Supplied records: Begin

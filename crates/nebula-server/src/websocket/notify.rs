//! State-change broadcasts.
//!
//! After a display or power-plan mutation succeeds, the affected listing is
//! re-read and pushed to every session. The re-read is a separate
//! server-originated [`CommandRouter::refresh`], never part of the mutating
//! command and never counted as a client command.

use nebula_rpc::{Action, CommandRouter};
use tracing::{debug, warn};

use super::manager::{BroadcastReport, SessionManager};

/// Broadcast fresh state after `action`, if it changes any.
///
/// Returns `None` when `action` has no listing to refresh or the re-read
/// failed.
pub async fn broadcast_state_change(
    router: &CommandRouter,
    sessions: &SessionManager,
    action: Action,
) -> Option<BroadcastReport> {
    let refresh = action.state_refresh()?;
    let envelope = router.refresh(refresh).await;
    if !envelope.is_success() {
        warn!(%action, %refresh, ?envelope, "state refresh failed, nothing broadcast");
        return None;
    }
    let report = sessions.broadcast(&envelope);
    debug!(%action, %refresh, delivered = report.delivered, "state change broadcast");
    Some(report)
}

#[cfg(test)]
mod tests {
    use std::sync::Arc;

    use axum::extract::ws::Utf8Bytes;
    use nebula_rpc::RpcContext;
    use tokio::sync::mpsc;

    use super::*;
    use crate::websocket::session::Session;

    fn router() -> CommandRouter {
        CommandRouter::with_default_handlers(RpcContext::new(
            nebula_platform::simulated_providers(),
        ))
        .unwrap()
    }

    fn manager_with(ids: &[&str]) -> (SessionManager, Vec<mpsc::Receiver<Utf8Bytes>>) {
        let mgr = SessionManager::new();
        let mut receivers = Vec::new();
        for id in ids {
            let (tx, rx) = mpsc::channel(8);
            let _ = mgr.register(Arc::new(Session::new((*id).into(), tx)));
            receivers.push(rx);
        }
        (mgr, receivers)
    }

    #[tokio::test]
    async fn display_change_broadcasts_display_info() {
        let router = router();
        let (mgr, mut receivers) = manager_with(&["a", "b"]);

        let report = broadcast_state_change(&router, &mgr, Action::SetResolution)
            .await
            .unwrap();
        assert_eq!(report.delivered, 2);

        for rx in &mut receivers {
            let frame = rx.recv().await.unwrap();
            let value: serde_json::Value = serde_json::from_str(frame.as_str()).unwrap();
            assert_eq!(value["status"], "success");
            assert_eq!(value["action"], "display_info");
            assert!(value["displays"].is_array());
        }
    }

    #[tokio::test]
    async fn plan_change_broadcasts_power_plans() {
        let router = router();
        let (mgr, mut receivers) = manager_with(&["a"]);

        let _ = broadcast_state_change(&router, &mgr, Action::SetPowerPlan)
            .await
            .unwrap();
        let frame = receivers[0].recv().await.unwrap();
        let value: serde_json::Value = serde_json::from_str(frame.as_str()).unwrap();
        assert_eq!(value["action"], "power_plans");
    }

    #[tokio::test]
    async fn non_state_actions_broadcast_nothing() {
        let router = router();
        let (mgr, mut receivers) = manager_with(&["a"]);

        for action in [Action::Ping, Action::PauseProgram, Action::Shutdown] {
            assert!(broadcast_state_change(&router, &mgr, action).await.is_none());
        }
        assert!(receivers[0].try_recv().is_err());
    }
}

Supplied records: End

Work task: Take the line that holds "let (tx, rx) = mpsc::channel(8);" as the first and the last line of the material as the final one. Print that span exactly, both ends included.

Response:
            let (tx, rx) = mpsc::channel(8);
            let _ = mgr.register(Arc::new(Session::new((*id).into(), tx)));
            receivers.push(rx);
        }
        (mgr, receivers)
    }

    #[tokio::test]
    async fn display_change_broadcasts_display_info() {
        let router = router();
        let (mgr, mut receivers) = manager_with(&["a", "b"]);

        let report = broadcast_state_change(&router, &mgr, Action::SetResolution)
            .await
            .unwrap();
        assert_eq!(report.delivered, 2);

        for rx in &mut receivers {
            let frame = rx.recv().await.unwrap();
            let value: serde_json::Value = serde_json::from_str(frame.as_str()).unwrap();
            assert_eq!(value["status"], "success");
            assert_eq!(value["action"], "display_info");
            assert!(value["displays"].is_array());
        }
    }

    #[tokio::test]
    async fn plan_change_broadcasts_power_plans() {
        let router = router();
        let (mgr, mut receivers) = manager_with(&["a"]);

        let _ = broadcast_state_change(&router, &mgr, Action::SetPowerPlan)
            .await
            .unwrap();
        let frame = receivers[0].recv().await.unwrap();
        let value: serde_json::Value = serde_json::from_str(frame.as_str()).unwrap();
        assert_eq!(value["action"], "power_plans");
    }

    #[tokio::test]
    async fn non_state_actions_broadcast_nothing() {
        let router = router();
        let (mgr, mut receivers) = manager_with(&["a"]);

        for action in [Action::Ping, Action::PauseProgram, Action::Shutdown] {
            assert!(broadcast_state_change(&router, &mgr, action).await.is_none());
        }
        assert!(receivers[0].try_recv().is_err());
    }
}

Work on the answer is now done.